Developer Debate & Comments

bigggbob • Jun 26, 2026
Nice project. The 4GB index / ~15s search part made me think zvec might be a good fit here: https://github.com/alibaba/zvecIt’s an in-process vector DB, so the “local corpus, no separate server” shape is pretty much what it’s designed for. Its benchmark numbers are quite strong, and recent versions also support full-text + hybrid retrieval and DiskANN.This would be an interesting case to try with zvec: same corpus, same embedding model, then compare indexing time, index size, memory usage, and query latency on normal hardware.
jupr • Jun 25, 2026
There are lots of fair use translations available here at https://www.crosswire.org/sword/index.jsp
atmanactive • Jun 25, 2026
For completeness, this should include all possible books, including Ethiopian, and then it should include a drop-down with pre-defined sets one could choose from (Protestant, Catholic, Orthodox...).
asim • Jun 25, 2026
That's cool! I did the same for the Quran to see how RAG works. I also indexed related works called "Hadith" and the names of Allah. It initially required indexing everything using OpenAI embeddings and then powered by it.https://reminder.dev/searchIt's also open sourcehttps://github.com/asim/reminder
kordlessagain • Jun 25, 2026
This is really cool...great job! It's a favorite pastime of mine to index various large corpora.As for speed, this might help for code referencing: https://github.com/deepbluedynamics/lumeBlog post: https://deepbluedynamics.com/blog/lume-retrieval-primitivesI use a small local model to extract entities for the graph, but it's not necessary.You can optionally use GTR-T5 which is a few years old now, but still good for generating fast and free embeddings. That step is only run once if you run it in hybrid mode.Feel free to take and remix or use!
ReactiveJelly • Jun 25, 2026
> The king profits from the fieldFor the solution, read Henry George!
andrethegiant • Jun 25, 2026
I vibed up something similar, comparing the verses of the big 3 religions. Cloudflare vectorize for embeddings db. https://crazy.church
regus • Jun 25, 2026
Did you include the Deuterocanonical books?
mcswell • Jun 25, 2026
Slow, but interesting. I used the query "government" and got back passages in Romans 13 (as I expected), but also passages in Daniel and Ezra describing decrees by government officials, which made sense.

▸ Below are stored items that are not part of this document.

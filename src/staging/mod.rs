//! Staging
//!
//! Changesets record element edits against a fingerprinted base model without
//! touching the model's files. Reads see a projection of base plus staged
//! edits; applying a changeset materializes it.

pub mod changeset;
pub mod interceptor;
pub mod lifecycle;
pub mod projection;
pub mod snapshot;
pub mod store;

pub use changeset::{Change, ChangeKind, ChangeOp, Changeset, ChangesetStats, ChangesetStatus};
pub use interceptor::{MutationOutcome, StagingInterceptor};
pub use lifecycle::{
    apply_changeset, discard_changeset, export_changeset, import_changeset, revert_changeset,
    LifecycleReport,
};
pub use projection::{replay, CacheMetrics, ChangesetDiff, ProjectedModel, ProjectionEngine};
pub use snapshot::{capture_snapshot, validate_compatibility, CompatibilityReport};
pub use store::{ActivePointer, ChangesetStore};
//! Model manifest: metadata plus the per-layer path/version table.

use std::collections::BTreeMap;
use std::path::PathBuf;

use chrono::{DateTime, Utc};
use serde::{Deserialize, Serialize};

use crate::model::layer::LayerName;
use crate::model::migration::CURRENT_SCHEMA_VERSION;

/// Application version stamped into manifests on save.
pub const TOOL_VERSION: &str = env!("CARGO_PKG_VERSION");

/// Location and persisted mutation version of one layer file.
#[derive(Debug, Clone, PartialEq, Serialize, Deserialize)]
pub struct LayerEntry {
    /// Path of the layer file, relative to the model root.
    pub path: PathBuf,

    /// Mutation version recorded at the last save.
    #[serde(default)]
    pub version: u64,
}

/// Contents of `manifest.json`.
#[derive(Debug, Clone, Serialize, Deserialize)]
#[serde(rename_all = "camelCase")]
pub struct Manifest {
    pub schema_version: String,

    pub name: String,

    #[serde(default, skip_serializing_if = "Option::is_none")]
    pub description: Option<String>,

    pub created_at: DateTime<Utc>,

    pub modified_at: DateTime<Utc>,

    /// archstage version that last wrote this manifest.
    pub tool_version: String,

    #[serde(default)]
    pub layers: BTreeMap<LayerName, LayerEntry>,
}

impl Manifest {
    /// A fresh manifest listing every layer at version 0.
    pub fn new(name: impl Into<String>, layers_dir: &str) -> Self {
        let now = Utc::now();
        let layers = LayerName::ALL
            .iter()
            .map(|layer| {
                let entry = LayerEntry {
                    path: PathBuf::from(layers_dir).join(format!("{}.json", layer)),
                    version: 0,
                };
                (*layer, entry)
            })
            .collect();

        Self {
            schema_version: CURRENT_SCHEMA_VERSION.to_string(),
            name: name.into(),
            description: None,
            created_at: now,
            modified_at: now,
            tool_version: TOOL_VERSION.to_string(),
            layers,
        }
    }
}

Frequently Asked Questions

Market intelligence mapped to Indexing a text (the Bible) into a RAG database for semantic search..

What is the technical positioning of Indexing a text (the Bible) into a RAG database for semantic search.?
Based on our AI analysis of the original developer request, its primary technical positioning is: A personal project demonstrating RAG capabilities on a large, semantically rich text, presented as a 'Show HN' and 'fun enough to share'.
What is the general sentiment around Indexing a text (the Bible) into a RAG database for semantic search.?
Yes, we have tracked 85 direct responses and active debates regarding this specific topic originating from Hacker News.
What architecture is tied to Indexing a text (the Bible) into a RAG database for semantic search.?
Our proprietary extraction maps Indexing a text (the Bible) into a RAG database for semantic search. to adjacent architectural concepts including RAG database, semantic meaning, vector search, 4GB index.

Engagement Signals

133
Upvotes
85
Comments

Cross-Market Term Frequency

Quantifies the cross-market adoption of foundational terms like vector search and RAG database by tracking occurrence frequency across active SaaS architectures and enterprise developer debates.